Back to list

Skywire DHT: Decentralizing the Discovery Layer

Skywire has always depended on centralized HTTP discovery services. When a visor wants to find another visor’s DMSG servers, it queries dmsg-discovery. When it wants to know what transports are available, it queries transport-discovery. When it wants to find a VPN or proxy, service-discovery. These services are reliable and fast, but they’re single points of failure and they concentrate load on the deployment operator.

Over the past week, we’ve been building and deploying a Kademlia DHT that will gradually replace these centralized services with peer-to-peer discovery. The production deployment is transitioning from the source of truth to a bootstrapping point and network observer.

Why DHT, Why Now

Three pressures converged:

Load. The transport discovery processes over 50,000 re-registration requests per 90-second cycle from the active visor fleet. Each request requires Redis reads, writes, and signature verification. The service discovery and DMSG discovery face similar load. As the network grows, this scales linearly with visor count — and all of it hits a handful of servers.
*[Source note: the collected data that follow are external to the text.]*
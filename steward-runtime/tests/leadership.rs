//! Controllers gated by leader election
mod common;

use common::{eventually, NS};
use futures::StreamExt;
use parking_lot::Mutex;
use std::{convert::Infallible, sync::Arc, time::Duration};
use steward_client::{Client, MemoryStore};
use steward_core::{DynamicObject, ResourceExt};
use steward_runtime::{
    coordination::{ConfigBuilder, LeaderElectorHandle},
    Action, Classify, Controller, ErrorClass, LeaderElector, LeaderState,
};
use tokio::sync::watch;
use tokio_util::sync::CancellationToken;

#[derive(Debug, thiserror::Error)]
#[error("unreachable")]
struct Never(Infallible);

impl Classify for Never {
    fn class(&self) -> ErrorClass {
        match self.0 {}
    }
}

type Log = Arc<Mutex<Vec<(&'static str, String)>>>;

struct Replica {
    identity: &'static str,
    log: Log,
}

async fn record(obj: Arc<DynamicObject>, ctx: Arc<Replica>) -> Result<Action, Never> {
    ctx.log.lock().push((ctx.identity, obj.name_any()));
    Ok(Action::Done)
}

fn elect(client: &MemoryStore, identity: &str) -> LeaderElectorHandle {
    let config = ConfigBuilder::new("jobs", identity)
        .timings(
            Duration::from_millis(1000),
            Duration::from_millis(600),
            Duration::from_millis(200),
        )
        .finish()
        .unwrap();
    LeaderElector::spawn(config, Arc::new(client.clone()))
}

async fn wait_for(mut rx: watch::Receiver<LeaderState>, leading: bool) {
    loop {
        if rx.borrow_and_update().is_leader() == leading {
            return;
        }
        rx.changed().await.unwrap();
    }
}

fn controller(client: &MemoryStore, identity: &'static str, leader: &LeaderElectorHandle, log: &Log, shutdown: &CancellationToken) {
    let ctx = Arc::new(Replica {
        identity,
        log: log.clone(),
    });
    let run = Controller::new(Arc::new(client.clone()), "Job")
        .leader_election(leader.state())
        .shutdown_on(shutdown.clone())
        .run(record, ctx)
        .for_each(|_| async {});
    tokio::spawn(run);
}

fn seen_by(log: &Log, name: &str) -> Vec<&'static str> {
    log.lock()
        .iter()
        .filter(|(_, seen)| seen == name)
        .map(|(identity, _)| *identity)
        .collect()
}

#[tokio::test(start_paused = true)]
async fn only_the_leader_reconciles() {
    let client = MemoryStore::new();
    let log = Log::default();
    let shutdown = CancellationToken::new();

    let a = elect(&client, "a");
    wait_for(a.state(), true).await;
    let b = elect(&client, "b");
    tokio::time::sleep(Duration::from_millis(500)).await;
    assert!(!b.state().borrow().is_leader());
    controller(&client, "a", &a, &log, &shutdown);
    controller(&client, "b", &b, &log, &shutdown);

    client
        .create(&DynamicObject::new("Job", "one").within(NS))
        .await
        .unwrap();
    let log_ref = &log;
    eventually("the leader to reconcile", || async move { !seen_by(log_ref, "one").is_empty() }).await;
    tokio::time::sleep(Duration::from_secs(2)).await;
    assert_eq!(seen_by(&log, "one"), ["a"]);

    // a steps down, its workers halt while b takes over
    let a_state = a.state();
    a.shutdown().await.unwrap();
    wait_for(a_state, false).await;
    let handled_by_a = log.lock().iter().filter(|(identity, _)| *identity == "a").count();
    wait_for(b.state(), true).await;

    client
        .create(&DynamicObject::new("Job", "two").within(NS))
        .await
        .unwrap();
    eventually("the new leader to reconcile", || async move { !seen_by(log_ref, "two").is_empty() }).await;
    tokio::time::sleep(Duration::from_secs(2)).await;
    assert_eq!(seen_by(&log, "two"), ["b"]);
    assert_eq!(
        log.lock().iter().filter(|(identity, _)| *identity == "a").count(),
        handled_by_a,
        "a follower kept reconciling"
    );

    shutdown.cancel();
    b.shutdown().await.unwrap();
    let lease = client.get_lease("jobs").await.unwrap().unwrap();
    assert!(lease.holder_identity.is_none());
}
Resilience. If the transport discovery goes down, visors can still communicate over existing transports, but new transports can’t be established and old ones can’t be refreshed. A 5-minute outage means transport entries start expiring. This is an operational reality that can be managed with redundancy, but it’s architecturally unnecessary — the data is public and immutable once signed.

Decentralization. Skywire’s value proposition is a decentralized network. Having centralized discovery services is a pragmatic compromise that made sense during development, but the network is mature enough now to distribute this responsibility.

The Architecture

The DHT implementation lives in pkg/dht and uses the Kademlia protocol with BEP44-style mutable data:

Node identity is derived from the existing secp256k1 public keys: NodeID = SHA256(pubkey). This means every Skywire entity (visor, DMSG server, service) has a DHT identity for free — no new key generation needed.

Data is organized by salt-based namespaces. A visor’s DMSG entry is stored at SHA256(pubkey || "dmsg"), its transport entries at SHA256(pubkey || "tp"), its service entries at SHA256(pubkey || "svc"). The salt system maps cleanly onto the existing discovery service separation.

Mutable items use secp256k1 signatures (via Skywire’s existing cipher.SignPayload) with monotonic sequence numbers to prevent replay. When a visor updates its entry, it increments the sequence number. DHT nodes reject updates with lower or equal sequence numbers.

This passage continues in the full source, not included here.